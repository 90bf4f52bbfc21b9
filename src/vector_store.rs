//! Vector index adapter.
//!
//! SQLite-backed store: chunk text + metadata in a table, embeddings as
//! little-endian f32 blobs, brute-force cosine similarity for search.
//! Record ids are `{doc_id}_{chunk_id}`, so re-upserting the same chunks
//! is a safe retry rather than a duplicate.

use std::path::Path;

use async_trait::async_trait;
use sqlx::sqlite::{SqliteConnectOptions, SqliteJournalMode, SqlitePoolOptions, SqliteSynchronous};
use sqlx::{Row, SqlitePool};

use crate::chunk::Chunk;
use crate::errors::VectorStoreError;

/// A stored record returned from a nearest-neighbor query.
#[derive(Debug, Clone)]
pub struct RetrievedChunk {
    pub id: String,
    pub text: String,
    pub doc_id: String,
    pub chunk_id: i64,
    pub score: f32,
}

/// Upsert and scoped nearest-neighbor search over chunk vectors.
#[async_trait]
pub trait VectorStore: Send + Sync {
    /// Upsert one record per chunk. `chunks` and `embeddings` must be the
    /// same length and aligned by index.
    async fn add_embeddings(
        &self,
        chunks: &[Chunk],
        embeddings: &[Vec<f32>],
    ) -> Result<(), VectorStoreError>;

    /// Cosine nearest-neighbor search. When `doc_id` is given, results are
    /// restricted to records whose metadata `doc_id` matches exactly. An
    /// empty collection or a filter matching nothing yields an empty `Vec`,
    /// never an error.
    async fn query(
        &self,
        query_embedding: &[f32],
        top_k: usize,
        doc_id: Option<&str>,
    ) -> Result<Vec<RetrievedChunk>, VectorStoreError>;
}

pub struct SqliteVectorStore {
    pool: SqlitePool,
}

impl SqliteVectorStore {
    /// Open (or create) the store. Initialization failures are reported
    /// here, distinct from per-query errors.
    pub async fn new(db_path: &Path) -> Result<Self, VectorStoreError> {
        let options = SqliteConnectOptions::new()
            .filename(db_path)
            .create_if_missing(true)
            .journal_mode(SqliteJournalMode::Wal)
            .synchronous(SqliteSynchronous::Normal);

        let pool = SqlitePoolOptions::new()
            .min_connections(1)
            .max_connections(4)
            .connect_with(options)
            .await
            .map_err(|e| VectorStoreError::Init(e.to_string()))?;

        let store = Self { pool };
        store.init_schema().await?;
        Ok(store)
    }

    async fn init_schema(&self) -> Result<(), VectorStoreError> {
        sqlx::query(
            "CREATE TABLE IF NOT EXISTS chunk_vectors (
                id TEXT PRIMARY KEY,
                document TEXT NOT NULL,
                doc_id TEXT NOT NULL,
                chunk_id INTEGER NOT NULL,
                embedding BLOB NOT NULL
            )",
        )
        .execute(&self.pool)
        .await
        .map_err(|e| VectorStoreError::Init(e.to_string()))?;

        sqlx::query("CREATE INDEX IF NOT EXISTS idx_chunk_vectors_doc ON chunk_vectors(doc_id)")
            .execute(&self.pool)
            .await
            .map_err(|e| VectorStoreError::Init(e.to_string()))?;

        Ok(())
    }

    fn serialize_embedding(embedding: &[f32]) -> Vec<u8> {
        embedding.iter().flat_map(|f| f.to_le_bytes()).collect()
    }

    fn deserialize_embedding(bytes: &[u8]) -> Vec<f32> {
        bytes
            .chunks_exact(4)
            .map(|chunk| f32::from_le_bytes([chunk[0], chunk[1], chunk[2], chunk[3]]))
            .collect()
    }

    fn cosine_similarity(a: &[f32], b: &[f32]) -> f32 {
        if a.len() != b.len() || a.is_empty() {
            return 0.0;
        }

        let dot: f32 = a.iter().zip(b.iter()).map(|(x, y)| x * y).sum();
        let norm_a: f32 = a.iter().map(|x| x * x).sum::<f32>().sqrt();
        let norm_b: f32 = b.iter().map(|x| x * x).sum::<f32>().sqrt();
        let denom = norm_a * norm_b;

        if denom <= f32::EPSILON {
            0.0
        } else {
            dot / denom
        }
    }
}

#[async_trait]
impl VectorStore for SqliteVectorStore {
    async fn add_embeddings(
        &self,
        chunks: &[Chunk],
        embeddings: &[Vec<f32>],
    ) -> Result<(), VectorStoreError> {
        if chunks.len() != embeddings.len() {
            return Err(VectorStoreError::InvalidInput(format!(
                "{} chunks but {} embeddings",
                chunks.len(),
                embeddings.len()
            )));
        }
        if chunks.is_empty() {
            return Ok(());
        }

        let mut tx = self
            .pool
            .begin()
            .await
            .map_err(|e| VectorStoreError::Backend(e.to_string()))?;

        for (chunk, embedding) in chunks.iter().zip(embeddings.iter()) {
            let blob = Self::serialize_embedding(embedding);

            sqlx::query(
                "INSERT OR REPLACE INTO chunk_vectors (id, document, doc_id, chunk_id, embedding)
                 VALUES (?1, ?2, ?3, ?4, ?5)",
            )
            .bind(chunk.record_id())
            .bind(&chunk.text)
            .bind(&chunk.doc_id)
            .bind(chunk.chunk_id as i64)
            .bind(&blob)
            .execute(&mut *tx)
            .await
            .map_err(|e| VectorStoreError::Backend(e.to_string()))?;
        }

        tx.commit()
            .await
            .map_err(|e| VectorStoreError::Backend(e.to_string()))?;
        tracing::debug!("upserted {} chunk vectors", chunks.len());
        Ok(())
    }

    async fn query(
        &self,
        query_embedding: &[f32],
        top_k: usize,
        doc_id: Option<&str>,
    ) -> Result<Vec<RetrievedChunk>, VectorStoreError> {
        let rows = if let Some(doc_id) = doc_id {
            sqlx::query(
                "SELECT id, document, doc_id, chunk_id, embedding
                 FROM chunk_vectors WHERE doc_id = ?1",
            )
            .bind(doc_id)
            .fetch_all(&self.pool)
            .await
            .map_err(|e| VectorStoreError::Backend(e.to_string()))?
        } else {
            sqlx::query("SELECT id, document, doc_id, chunk_id, embedding FROM chunk_vectors")
                .fetch_all(&self.pool)
                .await
                .map_err(|e| VectorStoreError::Backend(e.to_string()))?
        };

        let mut scored: Vec<RetrievedChunk> = rows
            .iter()
            .map(|row| {
                let embedding_bytes: Vec<u8> = row.get("embedding");
                let stored = Self::deserialize_embedding(&embedding_bytes);
                RetrievedChunk {
                    id: row.get("id"),
                    text: row.get("document"),
                    doc_id: row.get("doc_id"),
                    chunk_id: row.get("chunk_id"),
                    score: Self::cosine_similarity(query_embedding, &stored),
                }
            })
            .collect();

        scored.sort_by(|a, b| {
            b.score
                .partial_cmp(&a.score)
                .unwrap_or(std::cmp::Ordering::Equal)
        });
        scored.truncate(top_k);

        Ok(scored)
    }
}

#[cfg(test)]
mod tests {
    use super::*;

    fn chunk(doc_id: &str, chunk_id: usize, text: &str) -> Chunk {
        Chunk {
            text: text.to_string(),
            doc_id: doc_id.to_string(),
            chunk_id,
        }
    }

    async fn open_store(dir: &tempfile::TempDir) -> SqliteVectorStore {
        SqliteVectorStore::new(&dir.path().join("vectors.db"))
            .await
            .unwrap()
    }

    #[tokio::test]
    async fn upsert_is_idempotent() {
        let dir = tempfile::tempdir().unwrap();
        let store = open_store(&dir).await;

        let chunks = vec![chunk("d1", 0, "alpha"), chunk("d1", 1, "beta")];
        let embeddings = vec![vec![1.0, 0.0], vec![0.0, 1.0]];

        store.add_embeddings(&chunks, &embeddings).await.unwrap();
        store.add_embeddings(&chunks, &embeddings).await.unwrap();

        let results = store.query(&[1.0, 0.0], 10, None).await.unwrap();
        assert_eq!(results.len(), 2);
        assert_eq!(results[0].id, "d1_0");
        assert_eq!(results[0].text, "alpha");
    }

    #[tokio::test]
    async fn query_is_scoped_to_doc_id() {
        let dir = tempfile::tempdir().unwrap();
        let store = open_store(&dir).await;

        store
            .add_embeddings(
                &[chunk("d1", 0, "one"), chunk("d2", 0, "two"), chunk("d2", 1, "three")],
                &[vec![1.0, 0.0], vec![1.0, 0.0], vec![0.9, 0.1]],
            )
            .await
            .unwrap();

        let results = store.query(&[1.0, 0.0], 10, Some("d2")).await.unwrap();
        assert_eq!(results.len(), 2);
        assert!(results.iter().all(|r| r.doc_id == "d2"));
    }

    #[tokio::test]
    async fn empty_collection_returns_empty_not_error() {
        let dir = tempfile::tempdir().unwrap();
        let store = open_store(&dir).await;

        let results = store.query(&[1.0, 0.0], 5, None).await.unwrap();
        assert!(results.is_empty());

        let scoped = store.query(&[1.0, 0.0], 5, Some("missing")).await.unwrap();
        assert!(scoped.is_empty());
    }

    #[tokio::test]
    async fn mismatched_lengths_are_rejected() {
        let dir = tempfile::tempdir().unwrap();
        let store = open_store(&dir).await;

        let err = store
            .add_embeddings(&[chunk("d1", 0, "one")], &[])
            .await
            .unwrap_err();
        assert!(matches!(err, VectorStoreError::InvalidInput(_)));
    }

    #[tokio::test]
    async fn results_are_ordered_by_similarity() {
        let dir = tempfile::tempdir().unwrap();
        let store = open_store(&dir).await;

        store
            .add_embeddings(
                &[chunk("d1", 0, "far"), chunk("d1", 1, "near")],
                &[vec![0.0, 1.0], vec![1.0, 0.0]],
            )
            .await
            .unwrap();

        let results = store.query(&[1.0, 0.0], 1, Some("d1")).await.unwrap();
        assert_eq!(results.len(), 1);
        assert_eq!(results[0].text, "near");
    }
}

* _WORK TASK_:
Check each line above for the word "crate", and copy the lines where it appears.

* _SOLUTION_:
use crate::chunk::Chunk;
use crate::errors::VectorStoreError;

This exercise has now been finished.